A year ago, in April 2024, Tesla’s stock was trading at $166 per share. At the time, the analysts at JPMorgan estimated that the fundamental value of Tesla’s stock was about $100 per share, based on a discounted cash flow technique. In a previous post, entitled “How Overvalued Is Tesla’s Stock, Really?” I provided a critique of the JPMorgan analysis, and suggested that Tesla stock’s fundamental value was closer to $30 per share.
Tesla’s stock price is driven more by market psychology, sentiment, than by fundamentals. This, I suggest, is why Tesla’s stock rose to $488 in the second half of 2024, before falling back to $238.
As investors digest the information about Tesla’s first quarter earnings decline, they might benefit from giving appropriate weight to some key fundamental statistics about Tesla’s financial history and situation.
The analysts at JPMorgan assume that Tesla’s cost of capital is about 12%. This strikes me as a plausible figure. For most of the years since Tesla bee, it earned less than its cost of capital. Only in 2021, 2022, and 2023 did it earn more than its cost of capital. Companies that consistently earn less than their cost of capital eventually disappear.
The analysts at JPMorgan, despite their pessimistic outlook for Tesla’s stock, nevertheless implicitly assume that Tesla will earn more than its cost of capital in the long-term. This assumption only makes sense if Tesla maintains a competitive advantage in the long-term. Tesla’s first quarter earnings decline is consistent with the possibility that the company is losing its competitive advantage.
Tesla’s free cash flows turned negative in 2023, and have stayed negative since that time. Free cash flows are the basis of fundamental value. When free cash flows are negative, the direction of cash flows is from a company’s investors, the debtholders and shareholder, to the company. Those investors would prefer that the cash flow to them, not from them. The surge in Tesla’s stock price during the second half of 2024 suggests that investors attach little significance to free cash flow forecasts.

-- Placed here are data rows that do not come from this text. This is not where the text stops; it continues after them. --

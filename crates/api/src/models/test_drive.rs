//! Test-drive booking domain types.

use chrono::{DateTime, NaiveDate, Utc};
use serde::Serialize;

use carmart_core::{CarId, TestDriveId, TestDriveStatus, TimeSlot, UserId};

use super::car::CarSummary;
use super::user::UserSummary;

/// A booking of one car for one time slot on one day.
#[derive(Debug, Clone, PartialEq, Eq, Serialize)]
#[serde(rename_all = "camelCase")]
pub struct TestDrive {
    #[serde(rename = "_id")]
    pub id: TestDriveId,
    /// The buyer who requested the drive.
    #[serde(rename = "user")]
    pub requester: UserId,
    pub car: CarId,
    pub date: NaiveDate,
    pub time_slot: TimeSlot,
    pub contact_number: String,
    pub message: Option<String>,
    pub status: TestDriveStatus,
    pub created_at: DateTime<Utc>,
    pub updated_at: DateTime<Utc>,
}

impl TestDrive {
    /// Whether this booking occupies `(car, date, time_slot)`.
    #[must_use]
    pub fn occupies(&self, car: CarId, date: NaiveDate, time_slot: &TimeSlot) -> bool {
        self.status.holds_slot()
            && self.car == car
            && self.date == date
            && &self.time_slot == time_slot
    }
}

/// Fields for inserting a booking. New bookings always start as `booked`.
#[derive(Debug, Clone)]
pub struct NewTestDrive {
    pub requester: UserId,
    pub car: CarId,
    pub date: NaiveDate,
    pub time_slot: TimeSlot,
    pub contact_number: String,
    pub message: Option<String>,
}

/// A booking joined with its car and requester.
#[derive(Debug, Clone)]
pub struct TestDriveListing {
    pub test_drive: TestDrive,
    pub car: CarSummary,
    pub requester: UserSummary,
}

/// Booking as returned by list endpoints, with related records embedded.
#[derive(Debug, Clone, Serialize)]
#[serde(rename_all = "camelCase")]
pub struct TestDriveView<U> {
    #[serde(rename = "_id")]
    pub id: TestDriveId,
    pub user: U,
    pub car: CarSummary,
    pub date: NaiveDate,
    pub time_slot: TimeSlot,
    pub contact_number: String,
    pub message: Option<String>,
    pub status: TestDriveStatus,
    pub created_at: DateTime<Utc>,
    pub updated_at: DateTime<Utc>,
}

impl TestDriveListing {
    fn view<U>(self, user: U) -> TestDriveView<U> {
        let td = self.test_drive;
        TestDriveView {
            id: td.id,
            user,
            car: self.car,
            date: td.date,
            time_slot: td.time_slot,
            contact_number: td.contact_number,
            message: td.message,
            status: td.status,
            created_at: td.created_at,
            updated_at: td.updated_at,
        }
    }

    /// View for the requester's own list: the user stays a bare ID.
    #[must_use]
    pub fn into_owner_view(self) -> TestDriveView<UserId> {
        let requester = self.test_drive.requester;
        self.view(requester)
    }

    /// View for admins: the requester's name and email are embedded.
    #[must_use]
    pub fn into_admin_view(self) -> TestDriveView<UserSummary> {
        let requester = self.requester.clone();
        self.view(requester)
    }
}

Return on capital and free cash flow lie at the heart of a company’s fundamental value. If Tesla cannot earn more than its cost of capital going forward, the fundamental value of its stock is arguably about $30 a share. If at some point, investors decide that cash flows are what is really important about Tesla, then the market price of its shares will move to its corresponding fundamental value. If that happens in the near future, Tesla’s stock will decline by more than 85% from its recent value of $237.